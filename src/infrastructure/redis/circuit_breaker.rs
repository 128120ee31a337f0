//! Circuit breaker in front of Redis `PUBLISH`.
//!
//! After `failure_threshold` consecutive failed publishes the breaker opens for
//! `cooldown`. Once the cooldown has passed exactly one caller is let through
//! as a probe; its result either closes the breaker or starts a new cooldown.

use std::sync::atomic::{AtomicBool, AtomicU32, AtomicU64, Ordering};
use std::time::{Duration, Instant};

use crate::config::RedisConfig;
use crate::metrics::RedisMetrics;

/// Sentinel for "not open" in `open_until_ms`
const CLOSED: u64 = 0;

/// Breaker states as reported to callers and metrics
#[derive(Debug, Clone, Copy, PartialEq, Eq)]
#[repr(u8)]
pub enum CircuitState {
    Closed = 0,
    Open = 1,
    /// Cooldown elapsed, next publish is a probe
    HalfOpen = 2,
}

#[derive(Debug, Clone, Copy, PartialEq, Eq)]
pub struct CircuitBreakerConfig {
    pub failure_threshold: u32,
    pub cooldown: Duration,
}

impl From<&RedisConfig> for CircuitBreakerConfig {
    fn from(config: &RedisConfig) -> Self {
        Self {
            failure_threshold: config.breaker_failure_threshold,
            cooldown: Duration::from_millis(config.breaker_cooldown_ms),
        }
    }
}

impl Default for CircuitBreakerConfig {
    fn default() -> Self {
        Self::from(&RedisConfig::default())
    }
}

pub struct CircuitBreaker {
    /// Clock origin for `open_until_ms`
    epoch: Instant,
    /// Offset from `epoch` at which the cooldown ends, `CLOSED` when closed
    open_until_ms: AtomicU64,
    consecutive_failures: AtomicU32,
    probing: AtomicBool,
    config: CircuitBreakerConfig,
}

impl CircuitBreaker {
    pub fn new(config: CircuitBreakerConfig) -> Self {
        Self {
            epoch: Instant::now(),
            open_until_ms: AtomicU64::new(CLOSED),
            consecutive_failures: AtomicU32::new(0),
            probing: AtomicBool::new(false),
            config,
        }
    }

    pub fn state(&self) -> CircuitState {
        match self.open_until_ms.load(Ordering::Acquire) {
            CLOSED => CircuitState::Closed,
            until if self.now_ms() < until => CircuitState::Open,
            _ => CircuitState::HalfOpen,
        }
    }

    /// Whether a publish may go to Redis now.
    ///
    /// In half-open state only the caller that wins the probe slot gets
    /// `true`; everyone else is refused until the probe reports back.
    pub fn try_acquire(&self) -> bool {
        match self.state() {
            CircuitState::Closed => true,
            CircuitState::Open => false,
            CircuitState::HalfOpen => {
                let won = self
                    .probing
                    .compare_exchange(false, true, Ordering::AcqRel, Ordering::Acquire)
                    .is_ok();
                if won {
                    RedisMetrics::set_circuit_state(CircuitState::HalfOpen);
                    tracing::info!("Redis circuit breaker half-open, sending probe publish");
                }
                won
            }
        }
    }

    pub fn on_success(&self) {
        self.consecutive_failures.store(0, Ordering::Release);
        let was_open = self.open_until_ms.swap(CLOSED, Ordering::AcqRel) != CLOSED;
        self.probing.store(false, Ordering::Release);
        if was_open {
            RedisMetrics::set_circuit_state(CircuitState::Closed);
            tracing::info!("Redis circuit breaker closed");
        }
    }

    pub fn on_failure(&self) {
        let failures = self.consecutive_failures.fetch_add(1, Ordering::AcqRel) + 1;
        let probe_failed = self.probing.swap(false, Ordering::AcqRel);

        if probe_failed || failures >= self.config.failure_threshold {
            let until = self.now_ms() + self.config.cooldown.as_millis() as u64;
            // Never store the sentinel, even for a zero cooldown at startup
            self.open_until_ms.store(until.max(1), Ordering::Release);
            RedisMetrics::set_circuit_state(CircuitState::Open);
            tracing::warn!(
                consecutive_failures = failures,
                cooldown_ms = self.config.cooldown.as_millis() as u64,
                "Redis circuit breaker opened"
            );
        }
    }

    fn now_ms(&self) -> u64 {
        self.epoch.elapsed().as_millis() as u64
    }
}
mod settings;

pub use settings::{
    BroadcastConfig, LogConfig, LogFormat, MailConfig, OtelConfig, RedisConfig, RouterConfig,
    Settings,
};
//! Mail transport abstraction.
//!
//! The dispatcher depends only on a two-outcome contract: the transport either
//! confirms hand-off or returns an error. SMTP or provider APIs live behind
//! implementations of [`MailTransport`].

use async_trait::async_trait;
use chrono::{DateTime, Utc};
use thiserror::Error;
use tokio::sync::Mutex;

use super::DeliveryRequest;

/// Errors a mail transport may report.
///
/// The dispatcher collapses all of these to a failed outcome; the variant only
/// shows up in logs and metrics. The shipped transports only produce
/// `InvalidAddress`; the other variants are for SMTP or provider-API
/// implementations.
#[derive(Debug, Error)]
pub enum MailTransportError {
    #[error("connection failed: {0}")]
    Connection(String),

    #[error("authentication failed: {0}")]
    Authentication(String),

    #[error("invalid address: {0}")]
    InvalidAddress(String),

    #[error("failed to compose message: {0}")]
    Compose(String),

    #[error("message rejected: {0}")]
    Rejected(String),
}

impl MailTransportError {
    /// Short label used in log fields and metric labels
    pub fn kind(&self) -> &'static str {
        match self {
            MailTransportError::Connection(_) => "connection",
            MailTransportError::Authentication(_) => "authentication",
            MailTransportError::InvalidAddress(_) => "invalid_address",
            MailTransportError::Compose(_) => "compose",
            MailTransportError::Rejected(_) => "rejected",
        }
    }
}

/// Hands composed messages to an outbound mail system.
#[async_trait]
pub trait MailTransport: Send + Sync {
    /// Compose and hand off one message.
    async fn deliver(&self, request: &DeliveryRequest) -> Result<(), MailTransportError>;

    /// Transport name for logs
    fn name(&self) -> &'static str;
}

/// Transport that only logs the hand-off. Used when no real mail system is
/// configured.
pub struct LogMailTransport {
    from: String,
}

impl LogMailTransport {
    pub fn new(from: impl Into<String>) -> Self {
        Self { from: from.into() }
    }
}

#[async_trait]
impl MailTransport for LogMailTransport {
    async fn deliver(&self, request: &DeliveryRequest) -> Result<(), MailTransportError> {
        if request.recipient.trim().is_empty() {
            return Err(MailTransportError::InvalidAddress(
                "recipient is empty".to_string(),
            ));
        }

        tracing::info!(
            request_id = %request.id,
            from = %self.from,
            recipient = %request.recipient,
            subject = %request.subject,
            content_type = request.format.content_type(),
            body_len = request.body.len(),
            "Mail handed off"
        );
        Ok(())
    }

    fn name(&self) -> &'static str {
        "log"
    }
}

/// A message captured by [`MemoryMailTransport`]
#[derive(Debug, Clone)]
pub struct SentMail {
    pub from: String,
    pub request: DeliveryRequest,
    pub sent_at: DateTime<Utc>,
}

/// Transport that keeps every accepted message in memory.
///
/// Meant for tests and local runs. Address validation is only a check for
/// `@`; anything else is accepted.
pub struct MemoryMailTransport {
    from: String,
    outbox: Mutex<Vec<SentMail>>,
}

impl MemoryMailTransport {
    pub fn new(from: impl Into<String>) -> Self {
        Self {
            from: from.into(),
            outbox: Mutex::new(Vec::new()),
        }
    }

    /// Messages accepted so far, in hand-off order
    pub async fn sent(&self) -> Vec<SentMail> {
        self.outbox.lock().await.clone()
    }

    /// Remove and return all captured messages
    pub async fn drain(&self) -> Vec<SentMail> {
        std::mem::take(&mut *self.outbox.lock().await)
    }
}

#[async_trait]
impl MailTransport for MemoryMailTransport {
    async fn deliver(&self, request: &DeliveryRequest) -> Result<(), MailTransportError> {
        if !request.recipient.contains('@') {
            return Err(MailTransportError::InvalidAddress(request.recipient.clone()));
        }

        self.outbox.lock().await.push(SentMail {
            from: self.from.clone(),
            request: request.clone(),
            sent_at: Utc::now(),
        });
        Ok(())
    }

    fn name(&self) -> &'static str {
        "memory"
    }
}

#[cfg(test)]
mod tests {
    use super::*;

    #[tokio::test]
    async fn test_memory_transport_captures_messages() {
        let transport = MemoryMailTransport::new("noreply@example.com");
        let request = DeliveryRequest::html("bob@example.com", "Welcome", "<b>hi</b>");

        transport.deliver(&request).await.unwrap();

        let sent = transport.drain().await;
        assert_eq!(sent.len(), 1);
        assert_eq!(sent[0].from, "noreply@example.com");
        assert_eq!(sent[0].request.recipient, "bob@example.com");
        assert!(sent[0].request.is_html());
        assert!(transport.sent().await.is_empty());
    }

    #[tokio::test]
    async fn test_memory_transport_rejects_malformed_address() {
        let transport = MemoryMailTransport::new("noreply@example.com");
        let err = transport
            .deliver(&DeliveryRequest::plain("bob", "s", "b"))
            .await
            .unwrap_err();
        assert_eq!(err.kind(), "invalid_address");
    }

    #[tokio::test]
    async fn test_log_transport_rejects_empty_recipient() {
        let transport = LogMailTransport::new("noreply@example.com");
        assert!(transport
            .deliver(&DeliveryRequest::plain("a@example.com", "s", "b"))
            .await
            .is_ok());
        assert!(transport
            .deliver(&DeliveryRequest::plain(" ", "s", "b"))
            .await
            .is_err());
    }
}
- - - - -
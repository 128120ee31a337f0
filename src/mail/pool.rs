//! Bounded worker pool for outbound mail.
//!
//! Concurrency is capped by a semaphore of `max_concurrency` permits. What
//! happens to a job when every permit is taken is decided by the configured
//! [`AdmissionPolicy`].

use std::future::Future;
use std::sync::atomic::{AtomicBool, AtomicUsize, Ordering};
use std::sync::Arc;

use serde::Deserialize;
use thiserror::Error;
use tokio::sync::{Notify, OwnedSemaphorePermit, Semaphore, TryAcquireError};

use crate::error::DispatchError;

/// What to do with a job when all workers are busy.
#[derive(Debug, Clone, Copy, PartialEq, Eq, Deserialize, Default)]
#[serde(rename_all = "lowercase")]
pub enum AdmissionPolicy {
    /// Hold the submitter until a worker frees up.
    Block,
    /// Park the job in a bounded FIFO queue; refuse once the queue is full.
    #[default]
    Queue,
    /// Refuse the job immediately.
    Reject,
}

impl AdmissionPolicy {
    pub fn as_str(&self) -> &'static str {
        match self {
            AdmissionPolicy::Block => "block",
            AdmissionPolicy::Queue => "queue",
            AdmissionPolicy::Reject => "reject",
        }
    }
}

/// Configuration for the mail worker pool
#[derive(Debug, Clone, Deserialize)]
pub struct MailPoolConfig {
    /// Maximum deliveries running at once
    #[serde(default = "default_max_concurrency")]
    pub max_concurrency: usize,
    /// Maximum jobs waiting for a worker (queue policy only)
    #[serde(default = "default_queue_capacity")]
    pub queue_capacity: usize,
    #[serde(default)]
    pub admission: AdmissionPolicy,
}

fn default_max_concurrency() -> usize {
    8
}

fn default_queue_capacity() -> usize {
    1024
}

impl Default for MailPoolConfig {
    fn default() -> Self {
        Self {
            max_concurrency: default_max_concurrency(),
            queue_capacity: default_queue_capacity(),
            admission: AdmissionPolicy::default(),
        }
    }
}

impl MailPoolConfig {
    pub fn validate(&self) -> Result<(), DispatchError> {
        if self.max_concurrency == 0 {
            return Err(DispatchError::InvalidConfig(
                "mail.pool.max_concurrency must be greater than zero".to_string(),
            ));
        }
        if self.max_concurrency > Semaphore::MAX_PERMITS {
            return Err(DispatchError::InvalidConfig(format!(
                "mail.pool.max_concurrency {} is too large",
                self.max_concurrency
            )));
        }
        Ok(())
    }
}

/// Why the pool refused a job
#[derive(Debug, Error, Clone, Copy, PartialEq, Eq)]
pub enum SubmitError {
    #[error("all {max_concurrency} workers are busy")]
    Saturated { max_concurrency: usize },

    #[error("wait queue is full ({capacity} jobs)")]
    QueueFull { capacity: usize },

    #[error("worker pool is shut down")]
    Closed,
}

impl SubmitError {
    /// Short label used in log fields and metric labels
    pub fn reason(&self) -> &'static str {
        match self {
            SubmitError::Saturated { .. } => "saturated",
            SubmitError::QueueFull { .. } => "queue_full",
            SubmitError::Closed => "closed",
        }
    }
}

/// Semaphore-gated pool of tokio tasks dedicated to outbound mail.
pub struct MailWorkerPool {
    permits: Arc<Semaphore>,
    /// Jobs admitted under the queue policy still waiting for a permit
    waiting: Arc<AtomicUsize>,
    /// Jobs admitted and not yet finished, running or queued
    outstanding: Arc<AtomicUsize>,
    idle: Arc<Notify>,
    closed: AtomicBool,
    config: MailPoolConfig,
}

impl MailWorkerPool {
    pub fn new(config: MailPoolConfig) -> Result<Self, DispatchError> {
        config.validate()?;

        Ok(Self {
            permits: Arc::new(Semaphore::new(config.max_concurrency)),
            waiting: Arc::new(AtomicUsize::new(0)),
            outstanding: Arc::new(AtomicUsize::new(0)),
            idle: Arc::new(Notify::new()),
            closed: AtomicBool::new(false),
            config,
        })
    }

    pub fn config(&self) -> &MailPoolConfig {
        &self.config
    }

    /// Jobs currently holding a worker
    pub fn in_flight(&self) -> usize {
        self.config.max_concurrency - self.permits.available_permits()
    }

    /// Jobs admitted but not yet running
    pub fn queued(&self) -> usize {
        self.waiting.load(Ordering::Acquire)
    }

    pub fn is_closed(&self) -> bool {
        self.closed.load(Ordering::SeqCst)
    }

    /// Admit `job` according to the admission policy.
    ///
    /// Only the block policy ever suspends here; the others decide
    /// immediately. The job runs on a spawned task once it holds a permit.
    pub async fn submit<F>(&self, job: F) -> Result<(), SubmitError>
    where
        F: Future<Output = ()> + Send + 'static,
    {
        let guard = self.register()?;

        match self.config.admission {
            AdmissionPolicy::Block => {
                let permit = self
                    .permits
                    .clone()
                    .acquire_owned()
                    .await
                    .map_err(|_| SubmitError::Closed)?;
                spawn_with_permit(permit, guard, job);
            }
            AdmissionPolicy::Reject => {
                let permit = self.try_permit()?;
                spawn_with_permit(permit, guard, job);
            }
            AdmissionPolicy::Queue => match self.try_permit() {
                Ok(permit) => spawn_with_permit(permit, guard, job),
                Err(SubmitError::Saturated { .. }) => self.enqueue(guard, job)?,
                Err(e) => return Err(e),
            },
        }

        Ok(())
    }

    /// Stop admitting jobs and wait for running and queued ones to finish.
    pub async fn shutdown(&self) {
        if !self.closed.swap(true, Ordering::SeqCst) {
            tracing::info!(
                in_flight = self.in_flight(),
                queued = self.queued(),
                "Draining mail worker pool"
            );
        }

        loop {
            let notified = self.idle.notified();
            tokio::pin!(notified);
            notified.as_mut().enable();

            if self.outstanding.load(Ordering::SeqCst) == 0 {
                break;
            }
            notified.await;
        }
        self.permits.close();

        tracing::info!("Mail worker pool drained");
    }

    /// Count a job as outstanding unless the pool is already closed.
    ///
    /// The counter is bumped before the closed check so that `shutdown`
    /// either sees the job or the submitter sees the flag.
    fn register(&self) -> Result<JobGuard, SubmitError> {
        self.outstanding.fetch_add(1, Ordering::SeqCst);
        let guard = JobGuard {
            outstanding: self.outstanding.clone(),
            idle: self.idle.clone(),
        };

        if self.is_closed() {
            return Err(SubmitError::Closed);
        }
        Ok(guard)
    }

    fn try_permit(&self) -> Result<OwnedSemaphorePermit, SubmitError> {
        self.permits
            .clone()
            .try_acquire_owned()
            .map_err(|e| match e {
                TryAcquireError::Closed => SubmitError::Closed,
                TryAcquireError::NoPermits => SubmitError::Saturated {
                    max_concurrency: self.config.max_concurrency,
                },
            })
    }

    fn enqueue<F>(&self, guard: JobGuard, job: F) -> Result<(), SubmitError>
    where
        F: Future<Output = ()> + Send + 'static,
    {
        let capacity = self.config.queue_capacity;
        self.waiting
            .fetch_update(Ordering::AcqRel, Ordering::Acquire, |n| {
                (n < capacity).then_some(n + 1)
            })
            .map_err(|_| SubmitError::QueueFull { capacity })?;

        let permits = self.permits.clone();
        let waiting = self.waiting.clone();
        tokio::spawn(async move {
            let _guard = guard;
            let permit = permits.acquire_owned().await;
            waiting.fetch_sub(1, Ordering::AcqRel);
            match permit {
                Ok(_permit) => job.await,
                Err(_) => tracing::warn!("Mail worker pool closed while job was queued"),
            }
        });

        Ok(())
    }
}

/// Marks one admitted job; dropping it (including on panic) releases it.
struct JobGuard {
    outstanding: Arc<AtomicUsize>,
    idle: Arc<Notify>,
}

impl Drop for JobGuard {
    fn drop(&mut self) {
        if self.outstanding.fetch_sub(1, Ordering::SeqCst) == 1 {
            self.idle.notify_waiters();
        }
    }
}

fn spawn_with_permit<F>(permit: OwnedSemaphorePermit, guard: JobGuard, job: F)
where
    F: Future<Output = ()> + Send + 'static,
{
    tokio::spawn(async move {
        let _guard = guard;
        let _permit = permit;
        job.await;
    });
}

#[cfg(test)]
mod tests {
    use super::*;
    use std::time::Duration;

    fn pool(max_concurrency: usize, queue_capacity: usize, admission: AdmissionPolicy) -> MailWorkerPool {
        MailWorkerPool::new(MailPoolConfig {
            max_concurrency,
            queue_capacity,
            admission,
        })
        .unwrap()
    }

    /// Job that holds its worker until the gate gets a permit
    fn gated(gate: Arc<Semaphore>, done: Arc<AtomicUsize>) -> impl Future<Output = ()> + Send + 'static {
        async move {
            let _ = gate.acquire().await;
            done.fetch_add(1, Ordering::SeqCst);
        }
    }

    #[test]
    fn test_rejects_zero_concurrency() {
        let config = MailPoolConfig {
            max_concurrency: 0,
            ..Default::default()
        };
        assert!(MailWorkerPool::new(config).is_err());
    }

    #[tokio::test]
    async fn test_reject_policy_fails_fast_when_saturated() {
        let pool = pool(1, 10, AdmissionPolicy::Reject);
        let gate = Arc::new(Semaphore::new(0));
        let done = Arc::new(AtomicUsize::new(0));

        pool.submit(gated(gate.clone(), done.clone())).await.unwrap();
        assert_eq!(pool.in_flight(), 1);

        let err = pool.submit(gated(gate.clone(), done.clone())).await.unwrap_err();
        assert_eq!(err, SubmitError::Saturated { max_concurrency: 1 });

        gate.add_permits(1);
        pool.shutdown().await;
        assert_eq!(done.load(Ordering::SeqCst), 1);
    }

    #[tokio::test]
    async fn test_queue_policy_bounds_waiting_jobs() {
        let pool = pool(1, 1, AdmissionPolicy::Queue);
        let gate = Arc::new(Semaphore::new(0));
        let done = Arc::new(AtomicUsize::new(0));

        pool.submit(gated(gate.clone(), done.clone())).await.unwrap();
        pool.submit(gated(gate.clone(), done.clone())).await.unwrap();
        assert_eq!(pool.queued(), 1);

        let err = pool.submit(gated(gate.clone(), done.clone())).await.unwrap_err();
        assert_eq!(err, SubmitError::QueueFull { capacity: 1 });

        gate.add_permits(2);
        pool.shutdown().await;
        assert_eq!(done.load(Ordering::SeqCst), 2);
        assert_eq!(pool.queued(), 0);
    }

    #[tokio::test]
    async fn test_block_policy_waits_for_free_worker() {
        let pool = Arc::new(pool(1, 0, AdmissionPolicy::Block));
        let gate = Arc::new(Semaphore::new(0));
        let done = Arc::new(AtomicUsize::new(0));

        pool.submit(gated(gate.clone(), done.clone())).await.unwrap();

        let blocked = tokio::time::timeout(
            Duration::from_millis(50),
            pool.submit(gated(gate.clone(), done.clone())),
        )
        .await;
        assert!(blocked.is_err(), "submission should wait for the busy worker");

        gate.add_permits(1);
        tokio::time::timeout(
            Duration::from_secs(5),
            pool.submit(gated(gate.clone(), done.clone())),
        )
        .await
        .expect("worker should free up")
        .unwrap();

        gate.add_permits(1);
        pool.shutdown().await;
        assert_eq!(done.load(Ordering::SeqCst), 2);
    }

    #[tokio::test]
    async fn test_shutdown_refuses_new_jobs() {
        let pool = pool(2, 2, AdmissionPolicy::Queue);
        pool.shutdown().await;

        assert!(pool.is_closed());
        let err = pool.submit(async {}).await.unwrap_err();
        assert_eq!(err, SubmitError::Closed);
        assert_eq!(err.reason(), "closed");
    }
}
- - - - -
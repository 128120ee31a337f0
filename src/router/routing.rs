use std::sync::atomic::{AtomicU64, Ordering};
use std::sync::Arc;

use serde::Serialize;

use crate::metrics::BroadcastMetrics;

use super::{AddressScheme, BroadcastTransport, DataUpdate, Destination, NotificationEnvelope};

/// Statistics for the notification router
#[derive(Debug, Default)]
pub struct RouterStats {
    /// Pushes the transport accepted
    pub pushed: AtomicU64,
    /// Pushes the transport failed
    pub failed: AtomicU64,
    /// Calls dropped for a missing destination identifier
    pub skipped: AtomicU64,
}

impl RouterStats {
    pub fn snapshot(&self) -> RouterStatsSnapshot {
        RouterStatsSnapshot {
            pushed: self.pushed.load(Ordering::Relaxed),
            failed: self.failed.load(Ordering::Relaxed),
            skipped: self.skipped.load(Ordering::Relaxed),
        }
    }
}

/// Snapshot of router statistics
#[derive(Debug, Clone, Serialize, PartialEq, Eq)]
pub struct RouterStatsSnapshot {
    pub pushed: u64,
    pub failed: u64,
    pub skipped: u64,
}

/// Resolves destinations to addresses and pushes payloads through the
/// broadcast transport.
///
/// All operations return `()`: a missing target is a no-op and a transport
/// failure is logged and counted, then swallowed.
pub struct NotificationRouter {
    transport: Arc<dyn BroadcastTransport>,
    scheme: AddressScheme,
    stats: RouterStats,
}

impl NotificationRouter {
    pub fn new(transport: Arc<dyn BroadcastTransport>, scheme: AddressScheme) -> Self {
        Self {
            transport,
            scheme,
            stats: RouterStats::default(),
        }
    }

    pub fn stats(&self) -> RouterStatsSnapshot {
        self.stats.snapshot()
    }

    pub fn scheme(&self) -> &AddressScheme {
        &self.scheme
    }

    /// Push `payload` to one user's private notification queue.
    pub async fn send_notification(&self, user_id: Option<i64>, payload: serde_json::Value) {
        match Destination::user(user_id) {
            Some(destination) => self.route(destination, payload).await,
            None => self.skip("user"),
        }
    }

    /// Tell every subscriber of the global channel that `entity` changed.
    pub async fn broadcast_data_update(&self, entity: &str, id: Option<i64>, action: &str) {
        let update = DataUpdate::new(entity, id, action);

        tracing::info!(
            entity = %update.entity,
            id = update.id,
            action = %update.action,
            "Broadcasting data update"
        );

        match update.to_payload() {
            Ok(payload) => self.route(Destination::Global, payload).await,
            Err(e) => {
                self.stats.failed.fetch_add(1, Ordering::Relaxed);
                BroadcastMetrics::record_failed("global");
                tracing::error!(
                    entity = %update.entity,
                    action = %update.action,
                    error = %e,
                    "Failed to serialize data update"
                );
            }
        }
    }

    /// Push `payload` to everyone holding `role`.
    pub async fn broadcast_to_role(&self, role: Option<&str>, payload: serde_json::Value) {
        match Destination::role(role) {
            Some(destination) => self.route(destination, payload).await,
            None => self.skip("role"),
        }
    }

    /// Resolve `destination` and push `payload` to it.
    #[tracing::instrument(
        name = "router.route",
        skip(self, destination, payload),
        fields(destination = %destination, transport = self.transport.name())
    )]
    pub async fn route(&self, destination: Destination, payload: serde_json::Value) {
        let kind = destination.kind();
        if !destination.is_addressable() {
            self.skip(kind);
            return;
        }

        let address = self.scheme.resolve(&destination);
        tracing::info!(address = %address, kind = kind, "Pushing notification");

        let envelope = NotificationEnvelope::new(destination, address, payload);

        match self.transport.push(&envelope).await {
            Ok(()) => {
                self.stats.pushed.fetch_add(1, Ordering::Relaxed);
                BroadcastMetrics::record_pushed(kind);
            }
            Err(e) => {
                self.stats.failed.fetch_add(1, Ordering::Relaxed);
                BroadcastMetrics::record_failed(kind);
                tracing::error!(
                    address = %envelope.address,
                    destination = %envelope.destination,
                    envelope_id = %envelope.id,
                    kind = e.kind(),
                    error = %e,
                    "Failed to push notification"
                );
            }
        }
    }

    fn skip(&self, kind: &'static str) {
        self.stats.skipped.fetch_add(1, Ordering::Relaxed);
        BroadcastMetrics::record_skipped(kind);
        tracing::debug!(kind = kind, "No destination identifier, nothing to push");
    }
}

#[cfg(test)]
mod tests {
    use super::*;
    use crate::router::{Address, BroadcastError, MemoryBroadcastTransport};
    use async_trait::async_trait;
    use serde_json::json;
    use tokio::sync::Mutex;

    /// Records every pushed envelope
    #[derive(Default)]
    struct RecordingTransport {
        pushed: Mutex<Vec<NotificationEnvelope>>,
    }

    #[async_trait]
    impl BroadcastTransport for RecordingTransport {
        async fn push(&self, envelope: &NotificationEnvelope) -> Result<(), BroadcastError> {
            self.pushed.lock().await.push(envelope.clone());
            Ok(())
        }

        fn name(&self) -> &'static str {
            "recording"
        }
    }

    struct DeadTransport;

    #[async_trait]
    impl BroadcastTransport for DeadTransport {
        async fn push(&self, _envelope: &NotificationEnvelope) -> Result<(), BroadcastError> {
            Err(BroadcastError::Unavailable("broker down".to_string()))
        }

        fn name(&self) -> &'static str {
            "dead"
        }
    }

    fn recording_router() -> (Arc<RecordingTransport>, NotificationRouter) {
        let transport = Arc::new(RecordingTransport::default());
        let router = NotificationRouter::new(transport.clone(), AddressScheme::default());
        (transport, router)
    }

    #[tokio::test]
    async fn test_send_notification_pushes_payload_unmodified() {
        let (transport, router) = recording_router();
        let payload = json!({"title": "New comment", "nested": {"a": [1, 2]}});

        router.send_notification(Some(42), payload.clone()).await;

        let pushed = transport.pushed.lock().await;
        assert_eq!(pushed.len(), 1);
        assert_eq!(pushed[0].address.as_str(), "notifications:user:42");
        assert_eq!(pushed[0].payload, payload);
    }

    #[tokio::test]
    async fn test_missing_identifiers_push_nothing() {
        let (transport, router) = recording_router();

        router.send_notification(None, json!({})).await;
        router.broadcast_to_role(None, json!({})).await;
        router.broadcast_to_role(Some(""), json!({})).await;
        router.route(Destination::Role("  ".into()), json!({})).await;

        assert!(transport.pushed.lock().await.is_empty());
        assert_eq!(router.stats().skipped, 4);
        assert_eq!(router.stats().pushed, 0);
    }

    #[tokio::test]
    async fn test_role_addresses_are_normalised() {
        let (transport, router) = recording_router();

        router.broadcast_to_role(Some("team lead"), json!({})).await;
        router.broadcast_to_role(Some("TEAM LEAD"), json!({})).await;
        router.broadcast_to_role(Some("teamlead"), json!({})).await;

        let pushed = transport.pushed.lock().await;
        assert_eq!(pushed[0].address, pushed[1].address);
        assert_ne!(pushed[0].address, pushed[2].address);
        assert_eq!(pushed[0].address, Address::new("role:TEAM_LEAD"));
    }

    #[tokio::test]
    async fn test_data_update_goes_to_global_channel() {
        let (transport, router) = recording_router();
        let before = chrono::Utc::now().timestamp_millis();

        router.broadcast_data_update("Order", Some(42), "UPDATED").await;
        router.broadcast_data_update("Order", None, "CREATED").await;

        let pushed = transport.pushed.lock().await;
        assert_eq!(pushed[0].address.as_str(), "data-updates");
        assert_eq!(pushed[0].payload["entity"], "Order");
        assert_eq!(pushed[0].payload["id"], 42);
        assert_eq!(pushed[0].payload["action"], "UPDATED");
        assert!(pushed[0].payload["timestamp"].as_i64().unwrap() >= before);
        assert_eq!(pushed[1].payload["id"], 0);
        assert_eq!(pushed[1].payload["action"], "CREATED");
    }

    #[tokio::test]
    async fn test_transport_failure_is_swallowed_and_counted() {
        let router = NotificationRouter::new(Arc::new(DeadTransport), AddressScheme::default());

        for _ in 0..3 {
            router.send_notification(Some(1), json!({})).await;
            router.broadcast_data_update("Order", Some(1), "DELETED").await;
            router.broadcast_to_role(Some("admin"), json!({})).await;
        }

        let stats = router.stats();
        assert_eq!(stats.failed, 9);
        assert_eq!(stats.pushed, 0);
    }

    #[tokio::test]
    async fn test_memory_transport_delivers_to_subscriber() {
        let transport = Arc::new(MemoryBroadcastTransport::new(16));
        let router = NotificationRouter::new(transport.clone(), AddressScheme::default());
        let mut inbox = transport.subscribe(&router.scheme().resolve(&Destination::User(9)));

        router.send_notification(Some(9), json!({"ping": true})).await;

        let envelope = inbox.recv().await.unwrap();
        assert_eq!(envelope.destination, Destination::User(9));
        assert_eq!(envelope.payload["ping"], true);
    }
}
- - - - -
What the task requires> Working through the records, copy each line in which the word "captured" appears.

Task output>
/// A message captured by [`MemoryMailTransport`]
    /// Remove and return all captured messages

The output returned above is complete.